Voici un sel de poésie, fleur de sel doublement concentrée puisqu'elle touche aussi aux découvertes et abandons amoureux. C'est une forme de célébration païenne du corps et de l'esprit, de l'esprit sauvé par le corps et du corps exalté par l'esprit... 

Par exemple, dans la Grèce antique nombre de fêtes étaient consacrées à tel dieu, tel événement et donnaient lieu à des mises en scène parfois sans pudeur, du moins pour nos regards contemporains et encore figés dans les rets de conceptions judéo-chrétiennes; il y avait alors une vraie célébration de la vie, comme encore quelques rares sociétés aujourd'hui la glorifient... 

Dionysos sur une panthère
En effet, vie, sexualité, amours, ont pu éclore sans contraintes ni peurs à certaines époques créant un véritable espace de liberté, celui de l'Humain pour l'humain.
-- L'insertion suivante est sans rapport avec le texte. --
//! Ledger read path
//!
//! The movement chain is authoritative; the running counter on the variant is
//! a cache. This service replays chains, verifies the audit invariants, and
//! reconciles derived stock against the counter.

use std::sync::Arc;

use serde::Serialize;
use tracing::warn;

use crate::domain::aggregates::StockMovement;
use crate::domain::value_objects::VariantKey;
use crate::error::{EngineError, Result};
use crate::store::{StockStore, StoreError};

#[derive(Debug, Serialize)]
pub struct LedgerAudit {
    pub variant_key: VariantKey,
    pub movement_count: usize,
    pub derived_stock: i64,
    pub counter_stock: i64,
    pub chain_intact: bool,
    pub counter_consistent: bool,
    pub first_violation: Option<String>,
}

pub struct LedgerService {
    store: Arc<dyn StockStore>,
}

impl LedgerService {
    pub fn new(store: Arc<dyn StockStore>) -> Self { Self { store } }

    pub async fn movements(&self, key: &VariantKey) -> Result<Vec<StockMovement>> {
        self.store.movements(key).await.map_err(|e| match e {
            StoreError::VariantNotFound => EngineError::VariantNotFound(key.clone()),
            other => other.into(),
        })
    }

    /// Stock level derived purely from the chain.
    pub async fn replay(&self, key: &VariantKey) -> Result<i64> {
        let movements = self.movements(key).await?;
        Ok(movements.last().map(|m| m.new_stock).unwrap_or(0))
    }

    /// Walks the full chain and compares the derived level with the cached
    /// counter. Any discrepancy is a storage-level defect worth an alert.
    pub async fn audit(&self, key: &VariantKey) -> Result<LedgerAudit> {
        let movements = self.movements(key).await?;
        let variant = self
            .store
            .variant(key)
            .await
            .map_err(EngineError::from)?
            .ok_or_else(|| EngineError::VariantNotFound(key.clone()))?;

        let mut first_violation = None;
        for (index, movement) in movements.iter().enumerate() {
            if !movement.is_internally_consistent() {
                first_violation = Some(format!(
                    "movement {} breaks new = previous + quantity", movement.sequence
                ));
                break;
            }
            if index == 0 {
                if movement.sequence != 0 {
                    first_violation = Some(format!("chain starts at sequence {}", movement.sequence));
                    break;
                }
            } else if !movement.extends(&movements[index - 1]) {
                first_violation = Some(format!(
                    "movement {} does not extend movement {}",
                    movement.sequence,
                    movements[index - 1].sequence
                ));
                break;
            }
        }

        let derived_stock = movements.last().map(|m| m.new_stock).unwrap_or(0);
        let chain_intact = first_violation.is_none();
        let counter_consistent = chain_intact && derived_stock == variant.current_stock;
        if !counter_consistent {
            warn!(%key, derived_stock, counter = variant.current_stock, "ledger audit found a discrepancy");
        }

        Ok(LedgerAudit {
            variant_key: key.clone(),
            movement_count: movements.len(),
            derived_stock,
            counter_stock: variant.current_stock,
            chain_intact,
            counter_consistent,
            first_violation,
        })
    }
}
Peut-être qu'autour de l'idée de Dionysos en Grèce, et qu'autour de quelques poètes et créateurs à travers les siècles, qui forment le socle des écrivains de notre culture occidentale, certains ont pu l'approcher. 

Pour revenir au "commencement", les poètes grecs et latins, du moins ce qui nous en est parvenu, de Sappho à Straton de Sardes, etc. nous ont laissé par de courts poèmes, épigrammes et distiques, le goût fascinant de ce monde qui n'a pas été que mythique et où tout pouvait se dire ou se faire comprendre, et où la tristesse et la mélancolie n'étaient pas réduites à jouer les portissols de la dépression, en quelque sorte tout ce qui apparait et brille du sel et des larmes de la terre...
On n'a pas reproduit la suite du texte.